Exercise instructions
Write each entry out again exactly, with nothing omitted.

Records supplied
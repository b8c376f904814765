//! Cross-module integration tests that need no engine process: pairing
//! generation feeding the scoreboard's pentanomial accounting, and the
//! adjudication chain feeding an SPRT decision. Each module already has
//! its own `#[cfg(test)]` unit tests; these exercise the seams between
//! them the way a real tournament run would.

use arbiter::adjudication::{Adjudicator, ScoreThreshold};
use arbiter::data::GameResult;
use arbiter::pairing::PairingGenerator;
use arbiter::scoreboard::Scoreboard;
use arbiter::sprt::{ScoreModel, Sprt, SprtResult};

/// Plays out a whole round-robin's worth of pairings against a scoreboard,
/// folding each round's two same-opening games (one per color) into one
/// pentanomial bin, exactly as `output::OutputFunnel::fold_into_round_pair`
/// does at runtime.
#[test]
fn pairing_generator_feeds_scoreboard_pentanomial_bins() {
    let gen = PairingGenerator::new(2, 4, 2, false, false, 1);
    let mut board = Scoreboard::new();
    let names = ["Alpha", "Bravo"];

    let mut half: Option<(usize, f32)> = None;
    while let Some(pairing) = gen.next() {
        let white = names[pairing.white];
        let black = names[pairing.black];
        // White always wins in this synthetic run.
        board.record_game(white, black, 1.0);

        let (key, swapped) = arbiter::data::PairKey::new(white, black);
        let _ = key;
        let first_score = if swapped { 0.0 } else { 1.0 };
        match half.take() {
            Some((round, other)) if round == pairing.round_id => {
                board.record_pair(names[0], names[1], other, first_score);
            }
            _ => half = Some((pairing.round_id, first_score)),
        }
    }

    let stats = board.get("Alpha", "Bravo");
    assert_eq!(stats.total_games(), 8);
    assert_eq!(stats.total_pairs(), 4);
    // Every round splits 1-1 (each color wins once), so every pair is a
    // draw-draw outcome from Alpha's perspective.
    assert_eq!(stats.penta_dd, 4);
}

#[test]
fn adjudication_feeds_sprt_to_a_decision() {
    let sprt = Sprt::new(0.0, 10.0, 0.05, 0.05, ScoreModel::Logistic, false).unwrap();
    let mut adj = Adjudicator::new(
        Some(ScoreThreshold { move_number: 3, score_cp: 500, start_after_ply: 0 }),
        false,
        None,
        None,
    );
    let mut board = Scoreboard::new();

    // Drive enough decisive games through the adjudicator and scoreboard
    // that the SPRT test reaches AcceptH1 in favor of the stronger engine.
    let mut decided = SprtResult::Continue;
    for game in 0..400 {
        let (result, _, _) = adj
            .adjudicate("irrelevant fen", 3, -600, 0)
            .expect("resign rule fires every game since white is always losing");
        assert_eq!(result, GameResult::BlackWin);
        board.record_game("Strong", "Weak", 0.0);
        let stats = board.get("Strong", "Weak");
        decided = sprt.decide(sprt.llr(stats));
        if decided != SprtResult::Continue {
            assert_eq!(game > 0, true);
            break;
        }
        // reset the resign tracker's counters for the next synthetic game
        adj.resign = arbiter::adjudication::ResignTracker::new(
            Some(ScoreThreshold { move_number: 3, score_cp: 500, start_after_ply: 0 }),
            false,
        );
        adj.resign.observe(1, -600, 0);
        adj.resign.observe(2, -600, 0);
    }
    assert_eq!(decided, SprtResult::AcceptH1);
}
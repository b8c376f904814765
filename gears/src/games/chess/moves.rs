use anyhow::{anyhow, bail};
use colored::Colorize;
use std::fmt;
use std::fmt::{Display, Formatter};
use std::str::FromStr;

use arbitrary::Arbitrary;

use itertools::Itertools;
use num::iter;
use strum::IntoEnumIterator;
use strum_macros::{EnumIter, FromRepr};

use crate::games::chess::castling::CastleRight;
use crate::games::chess::castling::CastleRight::*;
use crate::games::chess::moves::ChessMoveFlags::*;
use crate::games::chess::pieces::ChessPieceType::*;
use crate::games::chess::pieces::{ChessPiece, ChessPieceType, ColoredChessPieceType};
use crate::games::chess::squares::{ChessSquare, C_FILE_NO, D_FILE_NO, F_FILE_NO, G_FILE_NO};
use crate::games::chess::zobrist::PRECOMPUTED_ZOBRIST_KEYS;
use crate::games::chess::ChessColor::*;
use crate::games::chess::{ChessColor, Chessboard};
use crate::games::{
    char_to_file, file_to_char, AbstractPieceType, Board, Color, ColoredPiece, ColoredPieceType,
    DimT, ZobristHash,
};
use crate::general::bitboards::chess::ChessBitboard;
use crate::general::bitboards::{Bitboard, RawBitboard};
use crate::general::common::Res;
use crate::general::moves::ExtendedFormat::Standard;
use crate::general::moves::Legality::PseudoLegal;
use crate::general::moves::{ExtendedFormat, Legality, Move, MoveFlags, UntrustedMove};
use crate::general::squares::RectangularCoordinates;

#[derive(Copy, Clone, Eq, PartialEq, Ord, PartialOrd, Default, Debug, EnumIter, FromRepr)]
#[must_use]
pub enum ChessMoveFlags {
    #[default]
    NormalPawnMove,
    KnightMove,
    BishopMove,
    RookMove,
    QueenMove,
    NormalKingMove,
    CastleKingside,
    CastleQueenside,
    EnPassant,
    PromoKnight,
    PromoBishop,
    PromoRook,
    PromoQueen,
}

Answer for this exercise
repository b8c376f904814765
//! Cross-module integration tests that need no engine process: pairing
//! generation feeding the scoreboard's pentanomial accounting, and the
//! adjudication chain feeding an SPRT decision. Each module already has
//! its own `#[cfg(test)]` unit tests; these exercise the seams between
//! them the way a real tournament run would.

use arbiter::adjudication::{Adjudicator, ScoreThreshold};
use arbiter::data::GameResult;
use arbiter::pairing::PairingGenerator;
use arbiter::scoreboard::Scoreboard;
use arbiter::sprt::{ScoreModel, Sprt, SprtResult};

/// Plays out a whole round-robin's worth of pairings against a scoreboard,
/// folding each round's two same-opening games (one per color) into one
/// pentanomial bin, exactly as `output::OutputFunnel::fold_into_round_pair`
/// does at runtime.
#[test]
fn pairing_generator_feeds_scoreboard_pentanomial_bins() {
    let gen = PairingGenerator::new(2, 4, 2, false, false, 1);
    let mut board = Scoreboard::new();
    let names = ["Alpha", "Bravo"];

    let mut half: Option<(usize, f32)> = None;
    while let Some(pairing) = gen.next() {
        let white = names[pairing.white];
        let black = names[pairing.black];
        // White always wins in this synthetic run.
        board.record_game(white, black, 1.0);

        let (key, swapped) = arbiter::data::PairKey::new(white, black);
        let _ = key;
        let first_score = if swapped { 0.0 } else { 1.0 };
        match half.take() {
            Some((round, other)) if round == pairing.round_id => {
                board.record_pair(names[0], names[1], other, first_score);
            }
            _ => half = Some((pairing.round_id, first_score)),
        }
    }

    let stats = board.get("Alpha", "Bravo");
    assert_eq!(stats.total_games(), 8);
    assert_eq!(stats.total_pairs(), 4);
    // Every round splits 1-1 (each color wins once), so every pair is a
    // draw-draw outcome from Alpha's perspective.
    assert_eq!(stats.penta_dd, 4);
}

#[test]
fn adjudication_feeds_sprt_to_a_decision() {
    let sprt = Sprt::new(0.0, 10.0, 0.05, 0.05, ScoreModel::Logistic, false).unwrap();
    let mut adj = Adjudicator::new(
        Some(ScoreThreshold { move_number: 3, score_cp: 500, start_after_ply: 0 }),
        false,
        None,
        None,
    );
    let mut board = Scoreboard::new();

    // Drive enough decisive games through the adjudicator and scoreboard
    // that the SPRT test reaches AcceptH1 in favor of the stronger engine.
    let mut decided = SprtResult::Continue;
    for game in 0..400 {
        let (result, _, _) = adj
            .adjudicate("irrelevant fen", 3, -600, 0)
            .expect("resign rule fires every game since white is always losing");
        assert_eq!(result, GameResult::BlackWin);
        board.record_game("Strong", "Weak", 0.0);
        let stats = board.get("Strong", "Weak");
        decided = sprt.decide(sprt.llr(stats));
        if decided != SprtResult::Continue {
            assert_eq!(game > 0, true);
            break;
        }
        // reset the resign tracker's counters for the next synthetic game
        adj.resign = arbiter::adjudication::ResignTracker::new(
            Some(ScoreThreshold { move_number: 3, score_cp: 500, start_after_ply: 0 }),
            false,
        );
        adj.resign.observe(1, -600, 0);
        adj.resign.observe(2, -600, 0);
    }
    assert_eq!(decided, SprtResult::AcceptH1);
}
repository b8c376f904814765
filename gears/src/games/chess/moves.rs
use anyhow::{anyhow, bail};
use colored::Colorize;
use std::fmt;
use std::fmt::{Display, Formatter};
use std::str::FromStr;

use arbitrary::Arbitrary;

use itertools::Itertools;
use num::iter;
use strum::IntoEnumIterator;
use strum_macros::{EnumIter, FromRepr};

use crate::games::chess::castling::CastleRight;
use crate::games::chess::castling::CastleRight::*;
use crate::games::chess::moves::ChessMoveFlags::*;
use crate::games::chess::pieces::ChessPieceType::*;
use crate::games::chess::pieces::{ChessPiece, ChessPieceType, ColoredChessPieceType};
use crate::games::chess::squares::{ChessSquare, C_FILE_NO, D_FILE_NO, F_FILE_NO, G_FILE_NO};
use crate::games::chess::zobrist::PRECOMPUTED_ZOBRIST_KEYS;
use crate::games::chess::ChessColor::*;
use crate::games::chess::{ChessColor, Chessboard};
use crate::games::{
    char_to_file, file_to_char, AbstractPieceType, Board, Color, ColoredPiece, ColoredPieceType,
    DimT, ZobristHash,
};
use crate::general::bitboards::chess::ChessBitboard;
use crate::general::bitboards::{Bitboard, RawBitboard};
use crate::general::common::Res;
use crate::general::moves::ExtendedFormat::Standard;
use crate::general::moves::Legality::PseudoLegal;
use crate::general::moves::{ExtendedFormat, Legality, Move, MoveFlags, UntrustedMove};
use crate::general::squares::RectangularCoordinates;

#[derive(Copy, Clone, Eq, PartialEq, Ord, PartialOrd, Default, Debug, EnumIter, FromRepr)]
#[must_use]
pub enum ChessMoveFlags {
    #[default]
    NormalPawnMove,
    KnightMove,
    BishopMove,
    RookMove,
    QueenMove,
    NormalKingMove,
    CastleKingside,
    CastleQueenside,
    EnPassant,
    PromoKnight,
    PromoBishop,
    PromoRook,
    PromoQueen,
}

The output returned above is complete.